In response to the resignation, FIFA president Sepp Blatter said that at least some of the previously confidential report will now be published, although various sensitive details such as names will be removed.
The whole affair has been very messy, and it certainly has left a bad taste in the mouths of football fans. However, as with everything else in life, with challenges, we see the opportunities, and although Qatar's bid has been shrouded in controversy, one thing it has done is show that the Middle East is now a serious contender to host major global sporting events.

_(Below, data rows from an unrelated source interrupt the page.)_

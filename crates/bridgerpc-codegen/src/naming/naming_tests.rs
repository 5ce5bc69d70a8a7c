#![allow(non_snake_case)]

use super::*;
use test_case::test_case;

#[test]
fn lower_first___lowers_only_first_letter() {
    assert_eq!(lower_first("SayHello"), "sayHello");
    assert_eq!(lower_first("URL"), "uRL");
    assert_eq!(lower_first(""), "");
}

#[test_case("my.app", "My.App" ; "dotted package")]
#[test_case("acme.rpc_v1", "Acme.Rpc_v1" ; "underscore continues word")]
#[test_case("foo.bar2baz", "Foo.Bar2baz" ; "digit continues word")]
#[test_case("a-b c", "A-B C" ; "dash and space start words")]
#[test_case("Already.Title", "Already.Title" ; "already title cased")]
#[test_case("", "" ; "empty")]
fn title_case___capitalizes_word_starts(input: &str, expected: &str) {
    assert_eq!(title_case(input), expected);
}

#[test]
fn title_case___keeps_inner_capitals() {
    assert_eq!(title_case("myApp.rpc"), "MyApp.Rpc");
}

#[test_case("hello.proto", "hello" ; "plain file")]
#[test_case("protos/hello.proto", "protos/hello" ; "directory kept")]
#[test_case("a/b.c/hello.v1.proto", "a/b.c/hello.v1" ; "only last extension")]
#[test_case("dir.d/noext", "dir.d/noext" ; "dot in directory only")]
fn strip_extension___removes_final_extension(input: &str, expected: &str) {
    assert_eq!(strip_extension(input), expected);
}

#[test]
fn file_stem___returns_last_component() {
    assert_eq!(file_stem("a/b/hello"), "hello");
    assert_eq!(file_stem("hello"), "hello");
}

#[test]
fn short_type_name___strips_package_qualifier() {
    assert_eq!(short_type_name(".my.app.HelloRequest"), "HelloRequest");
    assert_eq!(short_type_name(".Top"), "Top");
    assert_eq!(short_type_name("Bare"), "Bare");
}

While of course the argument for removing Qatar's right to host the 2022 World Cup is now null and void, because ultimately FIFA are the only ones in a position to do that and we all know that's not going to happen, we believe there's always room to speculate on what might have been, or even what could still happen in future tournaments.
With Euro 2020 set to be held in several host cities all over Europe, it got us thinking, what's stopping the GCC countries from bidding for a joint World Cup? So with that in mind, here's why a Pan-Arabia World Cup would be not only brilliant for the Gulf, but also great for the world of football: Transport
No longer is the Gulf some sort of arid sandy expanse where travelling between countries is difficult and costly. Of course, the huge swathes of desert are still there, but with the region now being host to some of the world's largest and best-connected international airports (Dubai International Airport was the second busiest in the world last year with almost 66 million passengers passing though), it's easy to reach from almost anywhere in the world.

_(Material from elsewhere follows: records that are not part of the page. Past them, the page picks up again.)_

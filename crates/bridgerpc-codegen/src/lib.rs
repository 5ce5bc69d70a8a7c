//! bridgerpc-codegen - protoc plugin for bridge RPC stubs
//!
//! The `protoc-gen-bridgerpc` binary reads a `CodeGeneratorRequest`, extracts
//! one [`ServiceModel`] per service, renders every activated [`Target`] for it
//! and answers with a `CodeGeneratorResponse`.
//!
//! # Architecture
//!
//! ```text
//! CodeGeneratorRequest
//!     ↓
//!  [model::extract_services]      [GeneratorOptions::parse]
//!     ↓                                   ↓
//!  ServiceModel  ──────→  [RendererRegistry] (one StubRenderer per Target)
//!                                          ↓
//!                              [ResponseAssembler] → CodeGeneratorResponse
//! ```
//!
//! A render failure for one (service, target) pair is recorded in the
//! response's `error` field; every other file is still produced.

pub mod error;
pub mod logging;
pub mod model;
pub mod naming;
pub mod options;
pub mod plugin;
pub mod render;
pub mod response;

pub use error::{GenerateError, RenderError};
pub use model::{MethodModel, ServiceModel, extract_services};
pub use options::{GeneratorOptions, Language, Role, StubSettings, Target};
pub use plugin::{generate, run};
pub use render::{GeneratedFile, RendererRegistry, StubRenderer, TemplateRenderer};
pub use response::ResponseAssembler;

And with the plans for the new Trans-Gulf Railway, which could potentially link Saudi Arabia, Kuwait, Bahrain, Qatar, the UAE and Oman by a giant rail route, getting around the region would be far easier than it has been in previous years. No white elephants
We hate to bring up the Qatar subject again, but it's a perfect example of why holding a World Cup in many different host cities around the region would make far more sense than holding it in one small country.
None of the countries in the GCC have a particularly strong football infrastructure already in existence, meaning that any single host must build lots of new stadiums to meet FIFA's strict criteria. Qatar announced that it will build nine brand-new stadiums especially for the World Cup, and it doesn't matter what anyone says, there's no way that a country that size needs that many state-of the art football grounds, so after the tournament they're bound to be surplus to requirements.
However, if the tournament was spread around the region, it would mean only one or two stadiums from each country would be used, therefore no one place would be burdened with the potentially costly white elephants that Qatar surely will be. The region is football mad
When you consider the fact that no GCC country has ever progressed past the round of 16 in a World Cup (and the only team to do that was Saudi Arabia at USA 1994), the region is still absolutely crazy about football.
And it's not just the likes of the European and Premier League giants that GCC fans are passionate about. An impressive 68,000 packed into Saudi Arabia's Riyadh Stadium to whiteness their side's 2-1 defeat to Qatar in the final of the 2014 Gulf Cup of Nations.